Based on the information from existing sources, Marcus' first machine was built on a simple handcart in 1870. It had to be started by lifting the drive wheels off the ground and spinning them. The internal combustion engine was designed for liquid combustibles and made him the first to propel a vehicle, a handcart, by means of petrol. Marcus was not satisfied with this cart and dismantled it. However, his first vehicle model was displayed at the Vienna Exhibition in 1873.

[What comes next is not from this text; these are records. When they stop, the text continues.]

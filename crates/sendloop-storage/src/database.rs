// SPDX-FileCopyrightText: 2026 Sendloop Contributors
// SPDX-License-Identifier: MIT OR Apache-2.0

//! Database connection management with PRAGMA setup, WAL mode, and lifecycle.
//!
//! All writes are serialized through tokio-rusqlite's single background
//! thread. Do NOT create additional Connection instances for writes.

use std::path::Path;

use sendloop_core::SendloopError;
use tokio_rusqlite::Connection;

use crate::migrations;

/// Handle to the single SQLite connection used by the whole process.
#[derive(Clone)]
pub struct Database {
    conn: Connection,
}

impl Database {
    /// Open (or create) the database at `path` in WAL mode, apply PRAGMAs,
    /// and run all pending migrations.
    ///
    /// The parent directory is created if missing.
    pub async fn open(path: &str) -> Result<Self, SendloopError> {
        Self::open_with(path, true).await
    }

    /// Like [`open`](Self::open), with the journal mode chosen by the caller.
    ///
    /// `wal_mode = false` selects the rollback journal (`DELETE`). Journal
    /// mode is persistent in SQLite, so this also switches back a database
    /// previously opened in WAL mode.
    pub async fn open_with(path: &str, wal_mode: bool) -> Result<Self, SendloopError> {
        if let Some(parent) = Path::new(path).parent()
            && !parent.as_os_str().is_empty()
        {
            std::fs::create_dir_all(parent).map_err(|e| SendloopError::Storage {
                source: Box::new(e),
            })?;
        }

        let conn = Connection::open(path)
            .await
            .map_err(|e| map_tr_err(e.into()))?;

        let journal = if wal_mode { "WAL" } else { "DELETE" };
        conn.call(move |conn| {
            conn.pragma_update(None, "journal_mode", journal)?;
            conn.pragma_update(None, "synchronous", "NORMAL")?;
            conn.pragma_update(None, "foreign_keys", "ON")?;
            conn.pragma_update(None, "busy_timeout", 5000)?;
            Ok(())
        })
        .await
        .map_err(map_tr_err)?;

        conn.call(|conn| migrations::run_migrations(conn))
            .await
            .map_err(|e| SendloopError::Storage {
                source: Box::new(e),
            })?;

        Ok(Self { conn })
    }

    /// The shared connection. All queries go through `conn.call(...)`.
    pub fn connection(&self) -> &Connection {
        &self.conn
    }

    /// Checkpoint the WAL and close the connection.
    pub async fn close(&self) -> Result<(), SendloopError> {
        self.conn
            .call(|conn| {
                conn.execute_batch("PRAGMA wal_checkpoint(TRUNCATE);")?;
                Ok(())
            })
            .await
            .map_err(map_tr_err)?;
        Ok(())
    }
}

/// Map a `tokio_rusqlite::Error` into the workspace storage error.
pub fn map_tr_err(e: tokio_rusqlite::Error) -> SendloopError {
    SendloopError::Storage {
        source: Box::new(e),
    }
}

#[cfg(test)]
mod tests {
    use super::*;
    use tempfile::tempdir;

    #[tokio::test]
    async fn open_creates_parent_directory_and_schema() {
        let dir = tempdir().unwrap();
        let db_path = dir.path().join("nested/dir/test.db");
        let db = Database::open(db_path.to_str().unwrap()).await.unwrap();

        // All four tables exist after migration.
        let count: i64 = db
            .connection()
            .call(|conn| -> Result<i64, tokio_rusqlite::Error> {
                let n = conn.query_row(
                    "SELECT COUNT(*) FROM sqlite_master WHERE type = 'table'
                     AND name IN ('tenant_sessions', 'chat_log', 'knowledge_entries', 'scheduled_jobs')",
                    [],
                    |row| row.get(0),
                )?;
                Ok(n)
            })
            .await
            .unwrap();
        assert_eq!(count, 4);

        db.close().await.unwrap();
    }

    #[tokio::test]
    async fn wal_mode_is_enabled() {
        let dir = tempdir().unwrap();
        let db_path = dir.path().join("wal.db");
        let db = Database::open(db_path.to_str().unwrap()).await.unwrap();

        let mode: String = db
            .connection()
            .call(|conn| -> Result<String, tokio_rusqlite::Error> {
                let m = conn.query_row("PRAGMA journal_mode", [], |row| row.get(0))?;
                Ok(m)
            })
            .await
            .unwrap();
        assert_eq!(mode.to_lowercase(), "wal");

        db.close().await.unwrap();
    }

    #[tokio::test]
    async fn wal_mode_off_uses_rollback_journal() {
        let dir = tempdir().unwrap();
        let db_path = dir.path().join("rollback.db");
        let db = Database::open_with(db_path.to_str().unwrap(), false)
            .await
            .unwrap();

        let mode: String = db
            .connection()
            .call(|conn| -> Result<String, tokio_rusqlite::Error> {
                let m = conn.query_row("PRAGMA journal_mode", [], |row| row.get(0))?;
                Ok(m)
            })
            .await
            .unwrap();
        assert_eq!(mode.to_lowercase(), "delete");

        db.close().await.unwrap();
    }

    #[tokio::test]
    async fn reopen_is_idempotent() {
        let dir = tempdir().unwrap();
        let db_path = dir.path().join("reopen.db");
        {
            let db = Database::open(db_path.to_str().unwrap()).await.unwrap();
            db.close().await.unwrap();
        }
        // Second open must not re-run V1 or fail.
        let db = Database::open(db_path.to_str().unwrap()).await.unwrap();
        db.close().await.unwrap();
    }
}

In 1883, a patent for a low-voltage ignition magneto was given to Marcus in Germany, and a new petrol engine was built. This design was used for all further engines, including that of the only existing Marcus car of 1888/1889. It was this ignition, in conjunction with the "rotating brush carburetor", that made the engine's design very innovative. By 1886, the German Navy was using the engine in its torpedo boats.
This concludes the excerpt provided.